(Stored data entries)

-- Opening Marker --

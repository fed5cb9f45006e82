//! Inventory API module

mod handler;

use axum::{
    Router,
    routing::{get, post},
};

use crate::core::ServerState;

pub fn router() -> Router<ServerState> {
    Router::new().nest("/api/inventory", inventory_routes())
}

fn inventory_routes() -> Router<ServerState> {
    Router::new()
        .route("/", get(handler::list))
        .route("/low-stock", get(handler::low_stock))
        .route("/movements", get(handler::recent_movements))
        .route(
            "/{product_id}",
            get(handler::get_by_product).put(handler::update_levels),
        )
        .route("/{product_id}/restock", post(handler::restock))
        .route("/{product_id}/adjust", post(handler::adjust))
        .route("/{product_id}/movements", get(handler::movements))
}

-- Closing Marker --

### PROBLEM REQUIREMENTS
Repeat exactly the lines of the records from the one containing "use crate::core::ServerState;" to the last, and include no line outside that stretch.

### EXERCISE ANSWER
use crate::core::ServerState;

pub fn router() -> Router<ServerState> {
    Router::new().nest("/api/inventory", inventory_routes())
}

fn inventory_routes() -> Router<ServerState> {
    Router::new()
        .route("/", get(handler::list))
        .route("/low-stock", get(handler::low_stock))
        .route("/movements", get(handler::recent_movements))
        .route(
            "/{product_id}",
            get(handler::get_by_product).put(handler::update_levels),
        )
        .route("/{product_id}/restock", post(handler::restock))
        .route("/{product_id}/adjust", post(handler::adjust))
        .route("/{product_id}/movements", get(handler::movements))
}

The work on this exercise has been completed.